[REQUIREMENT]: Look through the records below, and copy out every line that holds the string "psnr".

[RECORD EXCERPTS]:

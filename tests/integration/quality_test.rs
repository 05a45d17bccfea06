//! Quality metrics on real encode output

use super::test_images::*;
use image::{DynamicImage, ImageFormat, RgbImage};
use pixelsqueeze::codec::{decode_image, OutputFormat};
use pixelsqueeze::engine::{CompressionRequest, Deadline, Engine};
use pixelsqueeze::quality::{assess_quality, assess_quality_bytes, QualityGrade};
use pixelsqueeze::CompressionError;

fn jpeg_at(engine: &Engine, data: &[u8], quality: u8) -> DynamicImage {
    let result = engine
        .encode(
            &CompressionRequest::new(data.to_vec(), OutputFormat::Jpeg).with_quality(quality),
            &Deadline::unbounded(),
        )
        .unwrap();
    decode_image(result.data.as_ref().unwrap()).unwrap()
}

#[test]
fn test_identical_images_score_perfectly() {
    let img = textured(64, 64);
    let metrics = assess_quality(&img, &img).unwrap();
    assert_eq!(metrics.psnr, 100.0);
    assert!((metrics.ssim - 1.0).abs() < 1e-9);
    assert_eq!(metrics.quality_score, 100);
    assert_eq!(metrics.quality_grade, QualityGrade::Excellent);
}

#[test]
fn test_mismatched_dimensions_fail() {
    let err = assess_quality(&textured(64, 64), &textured(32, 64)).unwrap_err();
    assert!(matches!(err, CompressionError::DimensionMismatch { .. }));
    assert!(err.to_string().contains("64x64"));
}

#[test]
fn test_higher_quality_scores_higher() {
    let engine = Engine::default();
    let original = textured(128, 96);
    let source = png_bytes(&original);

    let low = assess_quality(&original, &jpeg_at(&engine, &source, 10)).unwrap();
    let high = assess_quality(&original, &jpeg_at(&engine, &source, 95)).unwrap();

    assert!(high.psnr > low.psnr);
    assert!(high.ssim > low.ssim);
    assert!(high.quality_score >= low.quality_score);
    assert!(high.quality_grade >= low.quality_grade);
}

#[test]
fn test_metrics_are_within_range() {
    let engine = Engine::default();
    let original = textured(80, 80);
    let metrics = assess_quality(&original, &jpeg_at(&engine, &png_bytes(&original), 50)).unwrap();

    assert!(metrics.psnr > 0.0 && metrics.psnr < 100.0);
    assert!(metrics.ssim >= 0.0 && metrics.ssim <= 1.0);
    assert!(metrics.quality_score <= 100);
}

#[test]
fn test_inverted_image_is_poor() {
    let original = textured(64, 64);
    let inverted = {
        let mut rgb = original.to_rgb8();
        for px in rgb.pixels_mut() {
            px.0 = [255 - px.0[0], 255 - px.0[1], 255 - px.0[2]];
        }
        DynamicImage::ImageRgb8(rgb)
    };
    let metrics = assess_quality(&original, &inverted).unwrap();
    assert_eq!(metrics.quality_grade, QualityGrade::Poor);
}

#[test]
fn test_tiny_images_have_perfect_ssim() {
    let a = DynamicImage::ImageRgb8(RgbImage::from_pixel(1, 5, image::Rgb([0, 0, 0])));
    let b = DynamicImage::ImageRgb8(RgbImage::from_pixel(1, 5, image::Rgb([30, 30, 30])));
    let metrics = assess_quality(&a, &b).unwrap();
    assert_eq!(metrics.ssim, 1.0);
    assert!(metrics.psnr < 100.0);
}

#[test]
fn test_assess_from_encoded_bytes() {
    let original = textured(40, 40);
    let png = png_bytes(&original);
    let jpeg = encode(&original, ImageFormat::Jpeg);

    let metrics = assess_quality_bytes(&png, &jpeg).unwrap();
    assert!(metrics.psnr > 20.0);

    let engine = Engine::default();
    assert!(engine.try_assess(&png, &png_bytes(&textured(20, 20))).is_none());
}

[EXERCISE SOLUTION]:
    assert_eq!(metrics.psnr, 100.0);
    assert!(high.psnr > low.psnr);
    assert!(metrics.psnr > 0.0 && metrics.psnr < 100.0);
    assert!(metrics.psnr < 100.0);
    assert!(metrics.psnr > 20.0);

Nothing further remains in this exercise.